We should reasonably ask whether the graziers agree with that. Not that their view should decide ecology policy altogether but, being in the business, you’d think they would know whether the dingo is more likely to prey on tame animals than wild ones.
Lead author, Dr Bradley Smith from Central Queensland University, says the scientific status of the dingo has remained contentious, resulting in inconsistency in government policy. Paper. (paywall) – Bradley P. Smith, Kylie M. Cairns, Justin W. Adams, Thomas M. Newsome, Melanie Fillios, Eloïse C. Déaux, William C. H. Parr, Mike Letnic, Lily M. Van Eeden, Robert G. Appleby, Corey J. A. Bradshaw, Peter Savolainen, Euan G. Ritchie, Dale G. Nimmo, Clare Archer-Lean, Aaron C. Greenville, Christopher R. Dickman, Lyn Watson, Katherine E. Moseby, Tim S. Doherty, Arian D. Wallach, Damian S. Morrant, Mathew S. Crowther. Taxonomic status of the Australian dingo: the case for Canis dingo Meyer, 1793. Zootaxa, 2019; 4564 (1): 173 DOI: 10.11646/zootaxa.4564.1.6 More.
Yes, we see. They want to protect the dingo, mainly for Australian cultural reasons. Fine. Why not just admit that instead of cooking up some nonsense about “speciation”? It seems there are no intellectual reputation costs for contributing to the sludge pile of folk evolution myths.
“At least that dingo is distinguishable from a rat! Not all dogs can say as much.” – Toby, on behalf of Tom, Dick, and Toby, feline editorial assistants at UD News
See also: A physicist looks at biology’s problem of “speciation” in humans
Speciation: A bread yeast and a yeast that causes infections turn out to be the same species
The concept of a “species,” as in On the Origin of Species, may well be in itself a dated idea, especially where fast-reproducing unicellular life forms are concerned. A measure that capture fluidity is needed.
Study: Species are “compact clusters in the vastness of empty sequence space.”
Monkeys more closely related to sister species than same species in different locations?
Endangered giant Chinese salamander is at least five different “species”
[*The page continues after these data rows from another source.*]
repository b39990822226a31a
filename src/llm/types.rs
use async_openai::types::{
    ChatCompletionRequestMessage, ChatCompletionRequestUserMessageArgs,
    ChatCompletionRequestUserMessageContent,
};
use thiserror::Error;

/// Failure raised while talking to the completion API.
///
/// The `Display` text is the bare upstream message, so callers can wrap it in
/// their own prefix without doubling up.
#[derive(Error, Debug)]
pub enum LlmError {
    #[error(transparent)]
    OpenAi(#[from] async_openai::error::OpenAIError),

    #[error("{0}")]
    Api(String),

    #[error("completion response contained no choices")]
    NoChoices,
}

impl LlmError {
    pub fn api(msg: impl Into<String>) -> Self {
        Self::Api(msg.into())
    }
}

#[derive(Debug, Clone, PartialEq)]
pub struct ChatMessage {
    pub role: String,
    pub content: String,
}

#[derive(Debug, Clone, PartialEq)]
pub struct ChatCompletionRequest {
    pub model: String,
    pub messages: Vec<ChatMessage>,
}

#[derive(Debug, Clone)]
pub struct ChatCompletionResponse {
    pub id: String,
    pub model: String,
    pub choices: Vec<Choice>,
}

#[derive(Debug, Clone)]
pub struct Choice {
    pub index: u32,
    pub message: ChatMessage,
    pub finish_reason: Option<String>,
}

impl ChatMessage {
    pub fn user(content: impl Into<String>) -> Self {
        Self {
            role: "user".to_string(),
            content: content.into(),
        }
    }

    /// Only user messages are ever sent upstream.
    pub fn to_openai_message(&self) -> Result<ChatCompletionRequestMessage, LlmError> {
        match self.role.as_str() {
            "user" => {
                let msg = ChatCompletionRequestUserMessageArgs::default()
                    .content(ChatCompletionRequestUserMessageContent::Text(
                        self.content.clone(),
                    ))
                    .build()?;
                Ok(msg.into())
            }
            _ => Err(LlmError::api(format!(
                "Unknown message role: {}",
                self.role
            ))),
        }
    }
}

impl ChatCompletionResponse {
    /// Content of the first choice, the only one this service ever reads.
    pub fn first_content(&self) -> Result<&str, LlmError> {
        self.choices
            .first()
            .map(|choice| choice.message.content.as_str())
            .ok_or(LlmError::NoChoices)
    }
}
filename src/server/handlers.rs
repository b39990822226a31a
use super::{extract::Components, page};
use crate::generator::Generator;
use axum::{extract::State, response::Html};
use std::sync::Arc;
use tracing::debug;

#[derive(Clone)]
pub struct AppState {
    pub generator: Arc<Generator>,
}

impl AppState {
    pub fn new(generator: Generator) -> Self {
        Self {
            generator: Arc::new(generator),
        }
    }
}

pub async fn index() -> Html<String> {
    Html(page::render(""))
}

/// Full-page form submission: the result is written into the page.
pub async fn submit(
    State(state): State<AppState>,
    Components(components): Components,
) -> Html<String> {
    debug!("Page submission with components: {:?}", components);

    let output = state.generator.generate_text(&components).await;
    Html(page::render(&output))
}

/// Script-driven submission: the result is the whole plain-text body.
pub async fn generate(
    State(state): State<AppState>,
    Components(components): Components,
) -> String {
    debug!("Async generation with components: {:?}", components);

    state.generator.generate_text(&components).await
}
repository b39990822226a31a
use super::types::*;
use crate::config::LlmConfig;
use async_openai::{Client, config::OpenAIConfig, types as openai_types};
use async_trait::async_trait;
use backoff::ExponentialBackoffBuilder;
use std::time::Duration;
use tracing::debug;

#[async_trait]
pub trait LlmClient: Send + Sync {
    async fn create_chat_completion(
        &self,
        request: ChatCompletionRequest,
    ) -> Result<ChatCompletionResponse, LlmError>;
}

pub struct OpenAiClient {
    client: Client<OpenAIConfig>,
}

impl OpenAiClient {
    pub fn new(config: &LlmConfig) -> Self {
        let mut openai_config = OpenAIConfig::new().with_api_key(config.api_key.clone());

        if !config.base_url.is_empty() {
            openai_config = openai_config.with_api_base(config.base_url.clone());
        }

        // A zero retry window turns rate limits and 5xx into immediate errors.
        let no_retry = ExponentialBackoffBuilder::new()
            .with_max_elapsed_time(Some(Duration::ZERO))
            .build();

        Self {
            client: Client::with_config(openai_config).with_backoff(no_retry),
        }
    }
}

#[async_trait]
impl LlmClient for OpenAiClient {
    async fn create_chat_completion(
        &self,
        request: ChatCompletionRequest,
    ) -> Result<ChatCompletionResponse, LlmError> {
        debug!(
            "Creating chat completion on {} with {} messages",
            request.model,
            request.messages.len()
        );

        let messages = request
            .messages
            .iter()
            .map(ChatMessage::to_openai_message)
            .collect::<Result<Vec<_>, _>>()?;

        // Sampling parameters are left to the provider's defaults.
        let openai_request = openai_types::CreateChatCompletionRequestArgs::default()
            .model(&request.model)
            .messages(messages)
            .build()?;

        let response = self.client.chat().create(openai_request).await?;

        debug!(
            "Received chat completion response with {} choices",
            response.choices.len()
        );

        let choices = response
            .choices
            .into_iter()
            .map(|choice| Choice {
                index: choice.index,
                message: ChatMessage {
                    role: choice.message.role.to_string(),
                    content: choice.message.content.unwrap_or_default(),
                },
                finish_reason: choice.finish_reason.map(|fr| format!("{fr:?}")),
            })
            .collect();

        Ok(ChatCompletionResponse {
            id: response.id,
            model: response.model,
            choices,
        })
    }
}
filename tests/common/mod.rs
#![allow(dead_code)]

mod mocks;
mod test_utils;

pub use mocks::*;
pub use test_utils::*;
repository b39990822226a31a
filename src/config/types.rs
use serde::{Deserialize, Serialize};

#[derive(Debug, Clone, Default, Serialize, Deserialize)]
pub struct Config {
    #[serde(default)]
    pub llm: LlmConfig,
    #[serde(default)]
    pub server: ServerConfig,
}

#[derive(Debug, Clone, Serialize, Deserialize)]
pub struct LlmConfig {
    #[serde(default)]
    pub base_url: String,
    #[serde(default = "default_model")]
    pub model: String,
    // Only ever taken from the environment.
    #[serde(skip)]
    pub api_key: String,
}

#[derive(Debug, Clone, Serialize, Deserialize)]
pub struct ServerConfig {
    #[serde(default = "default_host")]
    pub host: String,
    #[serde(default = "default_port")]
    pub port: u16,
    #[serde(default)]
    pub logs: LogsConfig,
}

#[derive(Debug, Clone, Serialize, Deserialize)]
pub struct LogsConfig {
    #[serde(default = "default_log_level")]
    pub level: String,
}

impl Default for LlmConfig {
    fn default() -> Self {
        Self {
            base_url: String::new(),
            model: default_model(),
            api_key: String::new(),
        }
    }
}

impl Default for ServerConfig {
    fn default() -> Self {
        Self {
            host: default_host(),
            port: default_port(),
            logs: LogsConfig::default(),
        }
    }
}

impl Default for LogsConfig {
    fn default() -> Self {
        Self {
            level: default_log_level(),
        }
    }
}

fn default_model() -> String {
    "gpt-3.5-turbo".to_string()
}

fn default_host() -> String {
    "0.0.0.0".to_string()
}

fn default_port() -> u16 {
    8080
}

/// Debug-level logging is the out-of-the-box posture for this service.
fn default_log_level() -> String {
    "debug".to_string()
}
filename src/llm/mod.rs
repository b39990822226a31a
mod client;
mod types;

pub use client::{LlmClient, OpenAiClient};
pub use types::*;
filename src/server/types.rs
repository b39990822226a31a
use serde::Deserialize;

/// Body of both form submissions. A missing field reads as empty.
#[derive(Debug, Default, Deserialize)]
pub struct GenerateForm {
    #[serde(default)]
    pub components: String,
}
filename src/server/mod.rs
mod extract;
pub mod handlers;
pub mod page;
mod types;

pub use extract::Components;
pub use handlers::AppState;
pub use types::GenerateForm;

use crate::{
    Result,
    config::Config,
    generator::Generator,
    llm::OpenAiClient,
};
use axum::{
    Router,
    extract::Request,
    routing::{get, post},
};
use std::{net::SocketAddr, sync::Arc};
use tower_http::trace::TraceLayer;
use tracing::info;
use uuid::Uuid;

pub fn router(state: AppState) -> Router {
    Router::new()
        .route("/", get(handlers::index).post(handlers::submit))
        .route("/generate", post(handlers::generate))
        .layer(
            TraceLayer::new_for_http().make_span_with(|request: &Request| {
                tracing::info_span!(
                    "http_request",
                    request_id = %Uuid::new_v4(),
                    method = %request.method(),
                    uri = %request.uri(),
                )
            }),
        )
        .with_state(state)
}

pub async fn run(config: Config) -> Result<()> {
    let llm_client = Arc::new(OpenAiClient::new(&config.llm));
    let generator = Generator::new(llm_client, config.llm.model.clone());

    let app = router(AppState::new(generator));

    let addr = SocketAddr::new(config.server.host.parse()?, config.server.port);

    info!("Starting server on {} (model: {})", addr, config.llm.model);

    let listener = tokio::net::TcpListener::bind(addr).await?;
    axum::serve(listener, app).await?;

    Ok(())
}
Nothing says “Darwin snob” like indifference to the mess that the entire concept of speciation is in.
This vid from Australia’s government broadcaster gives some sense of the mood: The presenter refers to the dingo as a “dangerous predator” rather than a pet, as if that would not be true of any feral canine. Hey, that’s what feral canines are. In Canada, we know them principally as coyotes and wolves. The “dog” is a human creation, on loan only. – O’Leary for News)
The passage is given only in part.